123 Tenn. 508 | Tenn. | 1910

Mr. Justice Lansden

delivered the opinion of the Court.

This case is before us upon a certiorari to a decree of the court of civil appeals, reversing the decree of the chancellor, dismissing the complainants’ bill.

*510The facts necessary to be stated are that Mrs. Wes-ter is the owner of a small tract of land in Roane county, and she joined her husband in a deed of trust for the purpose of securing a debt which her son owed to the defendant Hurt, and after signing the deed it was taken to the notary public, who called Mrs. Wes-ter over the telephone and attempted to take her privy examination by a conversation in this way. The court of civil appeals held that this acknowledgment was invalid, and granted to Mrs. Wester the relief she prayed by canceling the deed of trust.

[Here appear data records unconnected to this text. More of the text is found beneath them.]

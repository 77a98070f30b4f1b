//! Minimal HTTP plumbing shared by the provider clients.
//!
//! Clients are composed: a [`BasicClient`] does the I/O and the wrappers in
//! [`auth`] inject credentials on the way through.

mod basic;
mod client;
pub mod auth;

pub use basic::BasicClient;
pub use client::HttpClient;

use anyhow::{Result, anyhow};
use reqwest::{Method, Request, Url};
use serde::de::DeserializeOwned;

/// Executes `req` and decodes a JSON body, failing on any non-2xx status.
pub async fn fetch_json<C, T>(client: &C, req: Request) -> Result<T>
where
    C: HttpClient + ?Sized,
    T: DeserializeOwned,
{
    let url = req.url().clone();
    let response = client
        .execute(req)
        .await
        .map_err(|e| anyhow!("Failed to send request to {}: {}", url.path(), e))?;

    if !response.status().is_success() {
        let status = response.status();
        let body = response.text().await.unwrap_or_default();
        return Err(anyhow!("{} returned status {}: {}", url.path(), status, body));
    }

    response
        .json()
        .await
        .map_err(|e| anyhow!("Failed to parse response from {}: {}", url.path(), e))
}

/// Builds a GET request for `base` with the given query parameters.
pub fn get_request(base: &str, params: &[(&str, &str)]) -> Result<Request> {
    let url = Url::parse_with_params(base, params)?;
    Ok(Request::new(Method::GET, url))
}

/// Builds a POST request for `url` carrying `body` as JSON.
pub fn post_json<B: serde::Serialize>(url: &str, body: &B) -> Result<Request> {
    let mut req = Request::new(Method::POST, url.parse()?);
    *req.body_mut() = Some(serde_json::to_vec(body)?.into());
    req.headers_mut().insert(
        reqwest::header::CONTENT_TYPE,
        reqwest::header::HeaderValue::from_static("application/json"),
    );
    Ok(req)
}
//! CSV artifacts: the ranking report and the missing-data report.
//!
//! Headers are written explicitly so an empty report still carries them.

use std::fs::File;
use std::path::Path;

use csv::WriterBuilder;
use serde::Serialize;
use tracing::{debug, info};

use crate::analyzers::ranking::CombinedRecord;
use crate::error::Result;

pub const RANKING_HEADER: &[&str] = &[
    "rank",
    "id",
    "country",
    "safetyScore",
    "invertedCostScore",
    "averageScore",
];

/// One row of the ranking report; `rank` starts at 1.
#[derive(Debug, Serialize)]
#[serde(rename_all = "camelCase")]
struct RankingRow<'a> {
    rank: usize,
    id: &'a str,
    country: &'a str,
    safety_score: f64,
    inverted_cost_score: f64,
    average_score: f64,
}

/// Serializes `rows` under `header` into an in-memory CSV document.
pub fn csv_bytes<T: Serialize>(header: &[&str], rows: &[T]) -> Result<Vec<u8>> {
    let mut writer = WriterBuilder::new().has_headers(false).from_writer(Vec::new());
    writer.write_record(header)?;
    for row in rows {
        writer.serialize(row)?;
    }
    writer.flush()?;
    writer
        .into_inner()
        .map_err(|e| crate::error::Error::Io(e.into_error()))
}

/// Writes `rows` under `header` to `path`, replacing any previous file.
pub fn write_csv<T: Serialize>(path: &Path, header: &[&str], rows: &[T]) -> Result<()> {
    debug!(path = %path.display(), rows = rows.len(), "Writing CSV");
    let file = File::create(path)?;

    let mut writer = WriterBuilder::new().has_headers(false).from_writer(file);
    writer.write_record(header)?;
    for row in rows {
        writer.serialize(row)?;
    }
    writer.flush()?;

    Ok(())
}

fn ranking_rows(ranked: &[CombinedRecord]) -> Vec<RankingRow<'_>> {
    ranked
        .iter()
        .enumerate()
        .map(|(index, record)| RankingRow {
            rank: index + 1,
            id: &record.id,
            country: &record.country,
            safety_score: record.safety_score,
            inverted_cost_score: record.inverted_cost_score,
            average_score: record.average_score,
        })
        .collect()
}

/// Writes the ranking report, best destination first.
pub fn write_ranking(path: &Path, ranked: &[CombinedRecord]) -> Result<()> {
    write_csv(path, RANKING_HEADER, &ranking_rows(ranked))?;
    info!(path = %path.display(), destinations = ranked.len(), "Wrote ranking report");
    Ok(())
}
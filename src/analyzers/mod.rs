//! Batch scoring jobs.
//!
//! [`cost_of_living`] turns raw price snapshots into percentile scores;
//! [`ranking`] combines those scores with safety scores into a ranked list.

pub mod cost_of_living;
pub mod ranking;
use serde::{Deserialize, Serialize};

/// A ranked destination shown by the downstream application.
#[derive(Debug, Clone, Default, PartialEq, Serialize, Deserialize)]
#[serde(rename_all = "camelCase", default)]
pub struct TopDestination {
    pub id: String,
    pub city: String,
    pub country: String,
    pub rank: i64,
    pub place_id: String,
    pub photo_uri1: String,
    pub photo_uri2: String,
    pub photos: Vec<String>,
    pub download_avg: f64,
    pub safety_score: i64,
    pub cost_of_living_score: f64,
}
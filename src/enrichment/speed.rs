//! Cached internet-speed lookup.
//!
//! A location's speed is read from its `internet-speed-cache` document when
//! one exists. Otherwise the download and upload averages are measured
//! concurrently, joined, and cached under the mapping's reference.

use std::sync::Arc;
use std::time::Duration;

use tokio::time::timeout;
use tracing::{debug, info};

use crate::error::{Error, Result, Signal};
use crate::models::{InternetSpeed, LocationMapping};
use crate::services::{ThroughputDirection, ThroughputMetrics, ThroughputQuery};
use crate::store::{self, DocumentStore};

pub struct SpeedLookup {
    store: Arc<dyn DocumentStore>,
    metrics: Arc<dyn ThroughputMetrics>,
    timeout: Duration,
}

impl SpeedLookup {
    pub fn new(
        store: Arc<dyn DocumentStore>,
        metrics: Arc<dyn ThroughputMetrics>,
        timeout: Duration,
    ) -> Self {
        Self {
            store,
            metrics,
            timeout,
        }
    }

    /// Cached or freshly measured speed for `mapping`.
    ///
    /// Measurement failures and timeouts are signal errors; failing to read
    /// or write the cache is a persistence error.
    pub async fn internet_speed(&self, mapping: &LocationMapping) -> Result<InternetSpeed> {
        let path = mapping
            .internet_speed_ref
            .as_ref()
            .ok_or_else(|| Error::signal(Signal::InternetSpeed, "mapping has no speed reference"))?;

        if let Some(data) = self.store.get(path).await? {
            debug!(%path, "Using cached internet speed");
            return store::decode(path, data).map_err(|e| Error::signal(Signal::InternetSpeed, e));
        }

        let (download, upload) = self.measure(mapping).await?;
        let speed = InternetSpeed {
            location_name: mapping.formatted_address.clone(),
            latitude: mapping.latitude,
            longitude: mapping.longitude,
            download_speed_mbps: download,
            upload_speed_mbps: upload,
            types: mapping.types.clone(),
        };

        self.store.set(path, store::encode(path, &speed)?).await?;
        info!(%path, download, upload, "Cached internet speed");
        Ok(speed)
    }

    async fn measure(&self, mapping: &LocationMapping) -> Result<(f64, f64)> {
        let query = |direction| {
            ThroughputQuery::for_place(
                &mapping.formatted_address,
                mapping.latitude,
                mapping.longitude,
                &mapping.types,
                direction,
            )
        };
        let download = query(ThroughputDirection::Download);
        let upload = query(ThroughputDirection::Upload);

        // Either side failing drops the other.
        let joined = timeout(self.timeout, async {
            tokio::try_join!(
                self.metrics.average_throughput(&download),
                self.metrics.average_throughput(&upload),
            )
        })
        .await;

        match joined {
            Ok(Ok(speeds)) => Ok(speeds),
            Ok(Err(e)) => Err(Error::signal(Signal::InternetSpeed, e)),
            Err(_) => Err(Error::signal(
                Signal::InternetSpeed,
                format!("no answer within {}s", self.timeout.as_secs()),
            )),
        }
    }
}
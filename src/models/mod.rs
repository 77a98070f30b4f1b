//! Persisted document shapes.
//!
//! Field names follow the stored camelCase layout so documents written by
//! other tools decode unchanged.

mod analytics;
mod cost_of_living;
mod internet_speed;
mod location_mapping;
mod safety;
mod top_destination;

pub use analytics::{CostOfLivingAnalytics, OVERALL};
pub use cost_of_living::{CostOfLivingRecord, METRICS, Metric};
pub use internet_speed::InternetSpeed;
pub use location_mapping::{LocationMapping, unique_non_empty};
pub use safety::SafetyScore;
pub use top_destination::TopDestination;
impl LocationResolver {
    pub fn new(store: Arc<dyn DocumentStore>, places: Arc<dyn PlaceSearch>) -> Self {
        Self { store, places }
    }

    /// Finds or creates the mapping for `(city, country)`.
    ///
    /// Fails with [`Error::Resolution`] when no mapping exists and the place
    /// search fails or finds nothing, or when the stored mapping is
    /// unreadable. Store failures surface as [`Error::Persistence`].
    #[tracing::instrument(skip(self))]
    pub async fn resolve(&self, city: &str, country: &str) -> Result<LocationMapping> {
        let direct = DocumentPath::new(LOCATION_MAPPINGS, &city_country_id(city, country));
        if let Some(data) = self.store.get(&direct).await? {
            let mapping = store::decode(&direct, data)
                .map_err(|e| Error::resolution(city, country, e))?;
            debug!(id = %direct.id, "Mapping found by id");
            return self.refresh(city, country, direct.id, mapping).await;
        }

        let query = Query::new()
            .where_eq("city", city)
            .where_eq("country", country);
        let documents = self.store.query(LOCATION_MAPPINGS, &query).await?;

        let mut best: Option<(String, LocationMapping)> = None;
        for doc in documents {
            match doc.decode::<LocationMapping>(LOCATION_MAPPINGS) {
                Ok(mapping) => {
                    let replace = match &best {
                        None => true,
                        Some((_, current)) => {
                            !current.has_state_or_province() && mapping.has_state_or_province()
                        }
                    };
                    if replace {
                        best = Some((doc.id, mapping));
                    }
                }
                Err(e) => warn!(id = %doc.id, error = %e, "Skipping malformed location mapping"),
            }
        }

        match best {
            Some((stored_id, mapping)) => {
                debug!(id = %stored_id, "Mapping found by city and country");
                self.refresh(city, country, stored_id, mapping).await
            }
            None => self.create(city, country).await,
        }
    }

    async fn create(&self, city: &str, country: &str) -> Result<LocationMapping> {
        let candidate = self
            .places
            .find_place(&search_input(city, country))
            .await
            .map_err(|e| Error::resolution(city, country, format!("place search failed: {e:#}")))?
            .into_iter()
            .next()
            .ok_or_else(|| Error::resolution(city, country, "no places found"))?;

        let state_or_province = state_from_candidate(&candidate);
        let id = canonical_id(
            "",
            city,
            state_or_province.as_deref().unwrap_or_default(),
            country,
        );

        let mut mapping = LocationMapping {
            id: id.clone(),
            standard_name: id.clone(),
            place_id: candidate.place_id,
            aliases: unique_non_empty([&candidate.name, &candidate.formatted_address]),
            display_name: candidate.name,
            formatted_address: candidate.formatted_address,
            city: city.to_string(),
            country: country.to_string(),
            state_or_province,
            latitude: candidate.latitude,
            longitude: candidate.longitude,
            types: candidate.types,
            count: 1,
            last_requested: Utc::now(),
            ..Default::default()
        };
        mapping.attach_references();

        let path = DocumentPath::new(LOCATION_MAPPINGS, &id);
        self.store.set(&path, store::encode(&path, &mapping)?).await?;
        info!(id = %id, "Created location mapping");
        Ok(mapping)
    }

    // A failed or empty search leaves the stored mapping as it was. Blank
    // stored names are filled from the requested place before searching.
    async fn refresh(
        &self,
        city: &str,
        country: &str,
        stored_id: String,
        mut mapping: LocationMapping,
    ) -> Result<LocationMapping> {
        if mapping.city.trim().is_empty() {
            mapping.city = city.to_string();
        }
        if mapping.country.trim().is_empty() {
            mapping.country = country.to_string();
        }

        let input = search_input(&mapping.city, &mapping.country);
        let candidate = match self.places.find_place(&input).await {
            Ok(candidates) => match candidates.into_iter().next() {
                Some(candidate) => candidate,
                None => {
                    debug!(id = %stored_id, "No candidates on refresh, keeping stored mapping");
                    return Ok(mapping);
                }
            },
            Err(e) => {
                warn!(id = %stored_id, error = %e, "Place search failed on refresh, keeping stored mapping");
                return Ok(mapping);
            }
        };

        let canonical = mapping.canonical_id();
        mapping.id = if canonical != stored_id && self.held_by_other(&canonical, &mapping).await? {
            warn!(
                from = %stored_id,
                to = %canonical,
                "Canonical id belongs to another mapping, keeping stored id"
            );
            stored_id.clone()
        } else {
            canonical
        };
        mapping.standard_name = mapping.id.clone();
        mapping.place_id = candidate.place_id;
        mapping.latitude = candidate.latitude;
        mapping.longitude = candidate.longitude;
        mapping.types = candidate.types;
        mapping.aliases =
            unique_non_empty([candidate.name, candidate.formatted_address, input]);
        mapping.count += 1;
        mapping.last_requested = Utc::now();
        mapping.attach_references();

        let target = DocumentPath::new(LOCATION_MAPPINGS, &mapping.id);
        let data = store::encode(&target, &mapping)?;
        let mut writes = Vec::with_capacity(2);
        if stored_id != mapping.id {
            info!(from = %stored_id, to = %mapping.id, "Renaming location mapping to canonical id");
            writes.push(Write::Delete {
                path: DocumentPath::new(LOCATION_MAPPINGS, &stored_id),
            });
        }
        writes.push(Write::Set { path: target, data });
        self.store.commit(&writes).await?;

        Ok(mapping)
    }

    /// Whether `id` already holds a mapping for a different `(city, country)`.
    /// An unreadable document there counts as different.
    async fn held_by_other(&self, id: &str, mapping: &LocationMapping) -> Result<bool> {
        let path = DocumentPath::new(LOCATION_MAPPINGS, id);
        let Some(data) = self.store.get(&path).await? else {
            return Ok(false);
        };
        let same = store::decode::<LocationMapping>(&path, data).is_ok_and(|other| {
            city_country_id(&other.city, &other.country)
                == city_country_id(&mapping.city, &mapping.country)
        });
        Ok(!same)
    }
}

The deed of a married woman living with her husband, conveying her general estate, is void without her privy examination. The form of this examination is prescribed by statute (Shannon’s Code, sec. 3753), and every material part of this form is necessary to make the probate of the deed valid upon its face. The action of the officer taking the acknowledgment is a judicial one, and establishes by judicial force: (1) That there was a personal interview between him and the bargain- or; (2) that this interview was private and apart from the husband; and (3) that the execution of the deed was confessed to have been made freely, voluntarily, and understandingly, and without compulsion or constraint from her husband; for the purposes therein contained.

When a deed has a certificate attached to it, containing all of the material parts prescribed by the statute, and signed by the proper officer, it establishes the probate of the deed as a matter of.judicial determina*511tion, and this probate cannot be attacked by extrinsic evidence showing any mere irregularity. It can only be overthrown by proof of fraud or duress, and by a casual connection of the grantee with the fraud.

These conclusions are abundantly established by all of our authorities. It is clear that if the officer taking the privy examination of the married woman does not have a personal interview with her, and does not propound the required questions to her while in her presence, he cannot determine judicially whether , the deed has been executed in the manner and under the conditions that the law requires in order to make a valid conveyance of a married woman’s estate. This is manifest from the language of the statute itself. The officer is to determine as a matter of judicial judgment that she did execute the instrument freely, voluntarily, and understanding^, and without compulsion or constraint from her husband; and this he cannot do out of her presence, because her appearance, manner, and demeanor may become more potent factors in ascertaining the truth of this than mere formal answers to questions.

The language employed by the legislature in prescribing the form of the certificate made by the officer taking the examination precludes a construction which would uphold an acknowledgment taken in this way, and therefore it was clearly not within the legislative intent that this should be done.

*512We are of opinion, therefore, that this attempted privy examination of Mrs. Wester was a mere empty form, unauthorized by the statute, and the certificate made by the officer, although it contained the proper words, does not establish the facts certified to. The decree of the court of civil appeals, reversing the decree of the chancellor, is therefore affirmed.